→ PROBLEM REQUIREMENTS
Check every line of the data for the string "field" and copy the ones that have it.

◆ ◆ ◆ ◆ ◆ ◆ ◆

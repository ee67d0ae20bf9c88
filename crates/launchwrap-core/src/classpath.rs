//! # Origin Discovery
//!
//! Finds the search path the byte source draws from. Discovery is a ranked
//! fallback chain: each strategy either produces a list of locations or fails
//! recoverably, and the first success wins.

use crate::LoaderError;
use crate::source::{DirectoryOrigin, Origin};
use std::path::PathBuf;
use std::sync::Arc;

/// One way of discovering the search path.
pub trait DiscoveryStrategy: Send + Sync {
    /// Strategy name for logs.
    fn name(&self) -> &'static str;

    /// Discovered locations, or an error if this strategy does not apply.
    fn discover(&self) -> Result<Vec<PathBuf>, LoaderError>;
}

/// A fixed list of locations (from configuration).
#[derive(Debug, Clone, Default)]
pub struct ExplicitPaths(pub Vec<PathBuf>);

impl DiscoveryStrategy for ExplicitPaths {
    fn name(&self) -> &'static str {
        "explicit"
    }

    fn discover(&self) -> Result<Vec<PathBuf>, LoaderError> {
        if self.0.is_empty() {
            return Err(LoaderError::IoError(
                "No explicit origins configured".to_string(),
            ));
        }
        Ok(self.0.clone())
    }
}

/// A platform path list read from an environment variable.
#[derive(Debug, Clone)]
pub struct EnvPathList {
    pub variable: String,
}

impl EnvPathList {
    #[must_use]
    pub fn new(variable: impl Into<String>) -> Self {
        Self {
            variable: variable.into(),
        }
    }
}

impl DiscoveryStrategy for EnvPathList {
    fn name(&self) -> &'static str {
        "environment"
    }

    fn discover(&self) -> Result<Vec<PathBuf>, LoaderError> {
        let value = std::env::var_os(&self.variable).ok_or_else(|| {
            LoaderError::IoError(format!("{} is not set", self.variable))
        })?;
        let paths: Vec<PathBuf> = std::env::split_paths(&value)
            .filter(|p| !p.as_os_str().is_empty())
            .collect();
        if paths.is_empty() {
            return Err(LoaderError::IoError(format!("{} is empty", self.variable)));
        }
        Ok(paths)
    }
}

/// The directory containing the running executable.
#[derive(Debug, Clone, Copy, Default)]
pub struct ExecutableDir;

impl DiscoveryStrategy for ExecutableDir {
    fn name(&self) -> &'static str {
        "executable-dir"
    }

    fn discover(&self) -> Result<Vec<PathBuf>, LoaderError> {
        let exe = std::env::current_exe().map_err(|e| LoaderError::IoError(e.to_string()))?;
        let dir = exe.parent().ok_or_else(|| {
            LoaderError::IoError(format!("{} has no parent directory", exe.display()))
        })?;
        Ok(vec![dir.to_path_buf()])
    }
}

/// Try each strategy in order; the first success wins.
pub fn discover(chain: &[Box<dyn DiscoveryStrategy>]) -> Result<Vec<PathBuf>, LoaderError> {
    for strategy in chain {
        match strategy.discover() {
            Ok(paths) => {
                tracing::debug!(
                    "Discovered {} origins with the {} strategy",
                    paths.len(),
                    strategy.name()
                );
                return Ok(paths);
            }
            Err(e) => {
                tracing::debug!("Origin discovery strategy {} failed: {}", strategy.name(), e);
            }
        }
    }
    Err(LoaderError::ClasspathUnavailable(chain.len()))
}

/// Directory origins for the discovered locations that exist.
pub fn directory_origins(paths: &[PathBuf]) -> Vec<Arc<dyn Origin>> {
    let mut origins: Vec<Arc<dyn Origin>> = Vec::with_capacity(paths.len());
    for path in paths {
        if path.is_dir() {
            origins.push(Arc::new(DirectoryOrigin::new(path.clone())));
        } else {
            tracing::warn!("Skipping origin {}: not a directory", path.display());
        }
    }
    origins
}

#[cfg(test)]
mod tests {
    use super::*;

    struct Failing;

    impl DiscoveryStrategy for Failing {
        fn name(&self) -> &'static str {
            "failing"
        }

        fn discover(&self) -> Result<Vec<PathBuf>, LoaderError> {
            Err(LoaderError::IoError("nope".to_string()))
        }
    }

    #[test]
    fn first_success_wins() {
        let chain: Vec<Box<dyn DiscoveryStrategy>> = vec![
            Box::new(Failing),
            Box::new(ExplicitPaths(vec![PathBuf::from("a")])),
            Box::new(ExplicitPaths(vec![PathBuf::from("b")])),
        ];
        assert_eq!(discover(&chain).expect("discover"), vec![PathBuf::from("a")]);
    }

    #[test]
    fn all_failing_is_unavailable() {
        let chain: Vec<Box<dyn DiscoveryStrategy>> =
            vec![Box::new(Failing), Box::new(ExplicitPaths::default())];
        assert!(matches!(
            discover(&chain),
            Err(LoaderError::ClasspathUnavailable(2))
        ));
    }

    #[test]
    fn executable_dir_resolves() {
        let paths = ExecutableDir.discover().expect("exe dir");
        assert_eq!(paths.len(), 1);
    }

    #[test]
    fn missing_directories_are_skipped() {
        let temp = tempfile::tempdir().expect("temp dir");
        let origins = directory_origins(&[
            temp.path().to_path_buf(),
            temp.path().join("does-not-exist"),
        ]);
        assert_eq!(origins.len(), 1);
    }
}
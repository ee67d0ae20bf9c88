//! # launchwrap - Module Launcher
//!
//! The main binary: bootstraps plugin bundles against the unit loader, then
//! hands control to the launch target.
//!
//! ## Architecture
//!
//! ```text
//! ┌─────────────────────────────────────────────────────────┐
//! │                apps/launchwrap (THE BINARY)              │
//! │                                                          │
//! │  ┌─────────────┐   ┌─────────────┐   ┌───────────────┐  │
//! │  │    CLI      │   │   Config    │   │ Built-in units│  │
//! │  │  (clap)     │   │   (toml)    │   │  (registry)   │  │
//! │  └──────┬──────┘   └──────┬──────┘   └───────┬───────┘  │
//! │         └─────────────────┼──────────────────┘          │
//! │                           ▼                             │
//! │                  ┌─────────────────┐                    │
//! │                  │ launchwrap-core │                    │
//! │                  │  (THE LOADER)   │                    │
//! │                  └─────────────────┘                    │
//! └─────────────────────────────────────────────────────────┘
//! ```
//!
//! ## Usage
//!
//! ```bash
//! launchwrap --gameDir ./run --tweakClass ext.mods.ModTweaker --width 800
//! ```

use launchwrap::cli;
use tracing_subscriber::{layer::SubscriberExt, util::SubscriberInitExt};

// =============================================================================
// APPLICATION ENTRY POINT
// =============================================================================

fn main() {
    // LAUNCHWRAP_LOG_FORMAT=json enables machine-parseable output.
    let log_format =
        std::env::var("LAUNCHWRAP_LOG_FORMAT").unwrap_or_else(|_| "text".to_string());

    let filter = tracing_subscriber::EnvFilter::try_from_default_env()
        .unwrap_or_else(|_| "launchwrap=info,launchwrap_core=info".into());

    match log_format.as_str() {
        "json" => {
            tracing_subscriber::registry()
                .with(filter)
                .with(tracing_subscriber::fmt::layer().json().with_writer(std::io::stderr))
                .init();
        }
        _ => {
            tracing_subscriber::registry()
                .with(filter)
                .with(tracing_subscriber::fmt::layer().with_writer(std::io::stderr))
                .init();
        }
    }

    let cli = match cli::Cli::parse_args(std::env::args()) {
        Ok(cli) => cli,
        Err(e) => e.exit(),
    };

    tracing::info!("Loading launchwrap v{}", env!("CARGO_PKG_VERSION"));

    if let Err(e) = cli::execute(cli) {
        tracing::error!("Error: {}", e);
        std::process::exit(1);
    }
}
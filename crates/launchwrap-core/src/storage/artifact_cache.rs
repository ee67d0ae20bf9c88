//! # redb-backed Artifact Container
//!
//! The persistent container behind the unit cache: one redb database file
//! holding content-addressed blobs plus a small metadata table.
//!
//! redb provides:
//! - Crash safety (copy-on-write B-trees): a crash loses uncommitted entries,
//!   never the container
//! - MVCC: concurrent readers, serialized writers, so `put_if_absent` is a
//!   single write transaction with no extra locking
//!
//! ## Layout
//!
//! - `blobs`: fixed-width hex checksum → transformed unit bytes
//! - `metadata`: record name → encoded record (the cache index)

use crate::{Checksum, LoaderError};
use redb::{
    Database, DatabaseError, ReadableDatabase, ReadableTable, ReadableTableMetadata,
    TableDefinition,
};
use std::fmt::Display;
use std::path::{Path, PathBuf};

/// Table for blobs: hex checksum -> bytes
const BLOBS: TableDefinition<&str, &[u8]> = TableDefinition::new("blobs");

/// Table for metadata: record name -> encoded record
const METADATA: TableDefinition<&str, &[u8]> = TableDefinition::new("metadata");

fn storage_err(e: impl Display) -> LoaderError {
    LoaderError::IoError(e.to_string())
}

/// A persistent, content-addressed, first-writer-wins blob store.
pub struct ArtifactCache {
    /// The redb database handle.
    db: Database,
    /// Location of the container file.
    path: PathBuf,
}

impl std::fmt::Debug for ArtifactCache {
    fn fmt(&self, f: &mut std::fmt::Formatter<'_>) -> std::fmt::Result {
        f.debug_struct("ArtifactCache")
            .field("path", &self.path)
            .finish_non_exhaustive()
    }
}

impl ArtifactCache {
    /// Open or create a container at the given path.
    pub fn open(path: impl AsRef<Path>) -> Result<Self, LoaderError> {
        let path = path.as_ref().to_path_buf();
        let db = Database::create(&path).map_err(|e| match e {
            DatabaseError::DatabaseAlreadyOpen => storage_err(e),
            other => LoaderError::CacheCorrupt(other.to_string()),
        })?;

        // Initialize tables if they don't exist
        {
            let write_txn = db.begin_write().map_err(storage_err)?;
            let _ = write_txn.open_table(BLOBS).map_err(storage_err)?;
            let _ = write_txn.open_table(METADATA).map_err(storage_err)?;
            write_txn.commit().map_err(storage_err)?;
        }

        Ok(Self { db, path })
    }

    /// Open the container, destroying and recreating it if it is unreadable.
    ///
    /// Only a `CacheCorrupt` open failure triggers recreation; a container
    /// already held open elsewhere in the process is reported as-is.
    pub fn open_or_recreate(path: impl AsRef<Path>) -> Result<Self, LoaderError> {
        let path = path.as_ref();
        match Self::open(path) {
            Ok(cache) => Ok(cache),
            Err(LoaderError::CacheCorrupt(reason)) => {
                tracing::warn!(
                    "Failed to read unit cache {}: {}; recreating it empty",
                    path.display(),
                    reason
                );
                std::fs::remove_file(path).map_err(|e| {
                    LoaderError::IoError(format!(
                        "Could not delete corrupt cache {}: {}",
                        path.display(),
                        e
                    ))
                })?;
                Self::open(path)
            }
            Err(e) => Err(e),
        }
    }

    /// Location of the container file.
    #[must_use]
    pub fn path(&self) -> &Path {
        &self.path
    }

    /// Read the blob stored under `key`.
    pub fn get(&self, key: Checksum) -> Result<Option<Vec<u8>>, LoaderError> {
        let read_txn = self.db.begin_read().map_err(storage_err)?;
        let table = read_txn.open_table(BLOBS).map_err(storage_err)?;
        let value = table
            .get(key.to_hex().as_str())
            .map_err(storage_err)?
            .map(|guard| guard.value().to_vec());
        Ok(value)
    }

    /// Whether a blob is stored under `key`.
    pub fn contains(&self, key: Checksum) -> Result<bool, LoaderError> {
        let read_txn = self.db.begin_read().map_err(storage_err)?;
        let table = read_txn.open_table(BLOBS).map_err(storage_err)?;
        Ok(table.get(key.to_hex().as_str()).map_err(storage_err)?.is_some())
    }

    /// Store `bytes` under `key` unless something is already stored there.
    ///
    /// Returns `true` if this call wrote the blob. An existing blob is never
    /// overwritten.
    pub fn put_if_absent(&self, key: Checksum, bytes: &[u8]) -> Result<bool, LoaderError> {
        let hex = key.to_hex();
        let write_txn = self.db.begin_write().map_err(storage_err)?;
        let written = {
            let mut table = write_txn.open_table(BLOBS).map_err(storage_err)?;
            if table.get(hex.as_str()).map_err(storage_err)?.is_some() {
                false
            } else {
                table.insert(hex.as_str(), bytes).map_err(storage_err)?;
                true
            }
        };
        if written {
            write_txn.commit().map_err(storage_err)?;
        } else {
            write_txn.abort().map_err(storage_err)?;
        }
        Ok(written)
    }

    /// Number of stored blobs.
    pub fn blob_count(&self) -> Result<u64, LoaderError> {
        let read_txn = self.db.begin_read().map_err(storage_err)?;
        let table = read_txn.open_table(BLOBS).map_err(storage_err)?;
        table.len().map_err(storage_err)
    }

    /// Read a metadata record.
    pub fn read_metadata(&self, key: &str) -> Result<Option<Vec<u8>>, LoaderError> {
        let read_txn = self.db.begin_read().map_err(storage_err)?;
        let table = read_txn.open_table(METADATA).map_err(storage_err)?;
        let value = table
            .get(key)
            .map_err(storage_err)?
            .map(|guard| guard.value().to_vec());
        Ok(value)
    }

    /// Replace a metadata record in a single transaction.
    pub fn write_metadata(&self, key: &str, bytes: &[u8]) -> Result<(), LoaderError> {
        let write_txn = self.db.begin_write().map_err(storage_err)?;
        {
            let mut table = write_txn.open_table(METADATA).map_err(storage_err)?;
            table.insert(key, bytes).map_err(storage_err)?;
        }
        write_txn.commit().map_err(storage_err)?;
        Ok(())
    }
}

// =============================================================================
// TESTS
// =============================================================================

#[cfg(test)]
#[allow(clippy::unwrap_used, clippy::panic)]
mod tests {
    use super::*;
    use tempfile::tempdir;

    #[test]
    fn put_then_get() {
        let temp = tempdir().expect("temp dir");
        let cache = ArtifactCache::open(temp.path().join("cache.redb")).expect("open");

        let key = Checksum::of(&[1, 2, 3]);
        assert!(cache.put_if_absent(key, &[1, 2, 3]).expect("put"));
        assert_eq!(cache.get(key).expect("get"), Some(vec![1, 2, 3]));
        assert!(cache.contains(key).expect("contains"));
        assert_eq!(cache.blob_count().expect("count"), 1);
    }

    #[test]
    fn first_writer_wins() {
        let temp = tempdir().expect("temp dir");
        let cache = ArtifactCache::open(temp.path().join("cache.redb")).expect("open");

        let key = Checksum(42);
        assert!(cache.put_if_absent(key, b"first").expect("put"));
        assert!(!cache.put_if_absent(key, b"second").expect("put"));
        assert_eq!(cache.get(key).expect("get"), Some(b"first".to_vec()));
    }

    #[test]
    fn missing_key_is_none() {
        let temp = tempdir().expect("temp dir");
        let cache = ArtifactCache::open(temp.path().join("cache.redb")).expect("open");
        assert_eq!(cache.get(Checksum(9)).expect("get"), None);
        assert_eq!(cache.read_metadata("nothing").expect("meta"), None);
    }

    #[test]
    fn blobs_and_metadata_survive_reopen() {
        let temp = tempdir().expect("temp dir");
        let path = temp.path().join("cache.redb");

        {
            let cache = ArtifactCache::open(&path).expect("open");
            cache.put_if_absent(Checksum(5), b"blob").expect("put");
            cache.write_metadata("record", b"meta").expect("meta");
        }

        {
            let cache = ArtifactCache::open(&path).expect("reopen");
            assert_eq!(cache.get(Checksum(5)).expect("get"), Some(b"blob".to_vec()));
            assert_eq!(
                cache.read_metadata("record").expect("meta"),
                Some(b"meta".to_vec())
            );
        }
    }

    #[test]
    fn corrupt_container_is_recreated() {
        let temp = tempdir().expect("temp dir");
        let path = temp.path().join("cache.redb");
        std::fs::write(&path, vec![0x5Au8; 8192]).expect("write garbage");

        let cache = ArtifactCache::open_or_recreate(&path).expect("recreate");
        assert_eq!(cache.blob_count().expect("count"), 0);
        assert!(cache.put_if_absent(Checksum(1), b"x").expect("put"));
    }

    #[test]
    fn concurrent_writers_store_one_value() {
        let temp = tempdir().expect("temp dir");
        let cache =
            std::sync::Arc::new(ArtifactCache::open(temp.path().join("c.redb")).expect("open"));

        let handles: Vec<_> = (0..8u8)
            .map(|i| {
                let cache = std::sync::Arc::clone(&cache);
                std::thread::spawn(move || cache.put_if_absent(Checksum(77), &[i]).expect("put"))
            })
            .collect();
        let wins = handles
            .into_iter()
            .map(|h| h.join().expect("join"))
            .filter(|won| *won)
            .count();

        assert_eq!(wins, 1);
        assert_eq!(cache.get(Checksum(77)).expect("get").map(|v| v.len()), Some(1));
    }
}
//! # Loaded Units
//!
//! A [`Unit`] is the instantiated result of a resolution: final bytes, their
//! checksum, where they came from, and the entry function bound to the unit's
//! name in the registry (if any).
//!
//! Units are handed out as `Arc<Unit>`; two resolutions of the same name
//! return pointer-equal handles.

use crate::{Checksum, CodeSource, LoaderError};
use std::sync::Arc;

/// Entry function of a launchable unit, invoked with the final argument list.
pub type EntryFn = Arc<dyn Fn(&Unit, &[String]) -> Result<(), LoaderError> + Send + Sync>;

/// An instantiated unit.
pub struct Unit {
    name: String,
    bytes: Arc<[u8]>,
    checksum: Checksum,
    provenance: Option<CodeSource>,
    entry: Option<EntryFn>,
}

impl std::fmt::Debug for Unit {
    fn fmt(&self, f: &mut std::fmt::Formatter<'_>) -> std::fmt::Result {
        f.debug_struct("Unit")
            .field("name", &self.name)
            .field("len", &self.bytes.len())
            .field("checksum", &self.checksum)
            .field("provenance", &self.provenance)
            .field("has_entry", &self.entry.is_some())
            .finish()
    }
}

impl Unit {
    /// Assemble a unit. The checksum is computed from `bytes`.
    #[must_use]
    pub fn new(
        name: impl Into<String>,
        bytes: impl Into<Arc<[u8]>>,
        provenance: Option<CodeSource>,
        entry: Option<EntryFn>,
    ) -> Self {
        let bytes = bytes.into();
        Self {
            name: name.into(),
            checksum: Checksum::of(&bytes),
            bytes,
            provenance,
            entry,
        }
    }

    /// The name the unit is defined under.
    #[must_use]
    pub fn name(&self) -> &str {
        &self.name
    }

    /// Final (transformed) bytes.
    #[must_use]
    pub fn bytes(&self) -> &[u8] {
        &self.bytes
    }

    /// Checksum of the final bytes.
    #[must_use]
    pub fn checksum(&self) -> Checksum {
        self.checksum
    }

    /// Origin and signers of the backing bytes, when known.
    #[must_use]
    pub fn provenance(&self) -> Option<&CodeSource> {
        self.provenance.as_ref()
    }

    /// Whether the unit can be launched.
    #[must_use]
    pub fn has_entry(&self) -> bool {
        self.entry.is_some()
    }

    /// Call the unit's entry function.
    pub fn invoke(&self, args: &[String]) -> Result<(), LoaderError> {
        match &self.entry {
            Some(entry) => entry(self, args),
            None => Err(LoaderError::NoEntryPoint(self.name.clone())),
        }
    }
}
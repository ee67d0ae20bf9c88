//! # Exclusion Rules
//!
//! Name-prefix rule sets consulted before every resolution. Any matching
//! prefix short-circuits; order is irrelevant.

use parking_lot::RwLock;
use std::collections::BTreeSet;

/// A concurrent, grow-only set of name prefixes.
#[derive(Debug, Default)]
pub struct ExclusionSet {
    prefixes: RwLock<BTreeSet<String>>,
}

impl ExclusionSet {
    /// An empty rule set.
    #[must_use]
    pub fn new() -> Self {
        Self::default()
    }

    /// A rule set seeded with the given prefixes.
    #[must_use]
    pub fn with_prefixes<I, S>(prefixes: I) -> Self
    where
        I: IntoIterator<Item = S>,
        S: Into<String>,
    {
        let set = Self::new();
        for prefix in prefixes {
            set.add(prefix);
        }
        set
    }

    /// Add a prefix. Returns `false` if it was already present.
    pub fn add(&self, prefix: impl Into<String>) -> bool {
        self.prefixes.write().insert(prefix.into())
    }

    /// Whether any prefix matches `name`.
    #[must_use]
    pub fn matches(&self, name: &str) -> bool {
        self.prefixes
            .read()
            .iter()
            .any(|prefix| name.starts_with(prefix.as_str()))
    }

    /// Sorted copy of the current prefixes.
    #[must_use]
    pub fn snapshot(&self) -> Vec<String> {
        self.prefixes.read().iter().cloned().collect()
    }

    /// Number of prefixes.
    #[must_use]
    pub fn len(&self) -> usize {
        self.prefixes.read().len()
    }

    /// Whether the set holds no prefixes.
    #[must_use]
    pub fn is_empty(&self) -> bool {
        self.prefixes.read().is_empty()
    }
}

◆ ◆ ◆ ◆ ◆ ◆ ◆

→ RESULT BELOW
            .field("path", &self.path)
            .field("name", &self.name)
            .field("len", &self.bytes.len())
            .field("checksum", &self.checksum)
            .field("provenance", &self.provenance)
            .field("has_entry", &self.entry.is_some())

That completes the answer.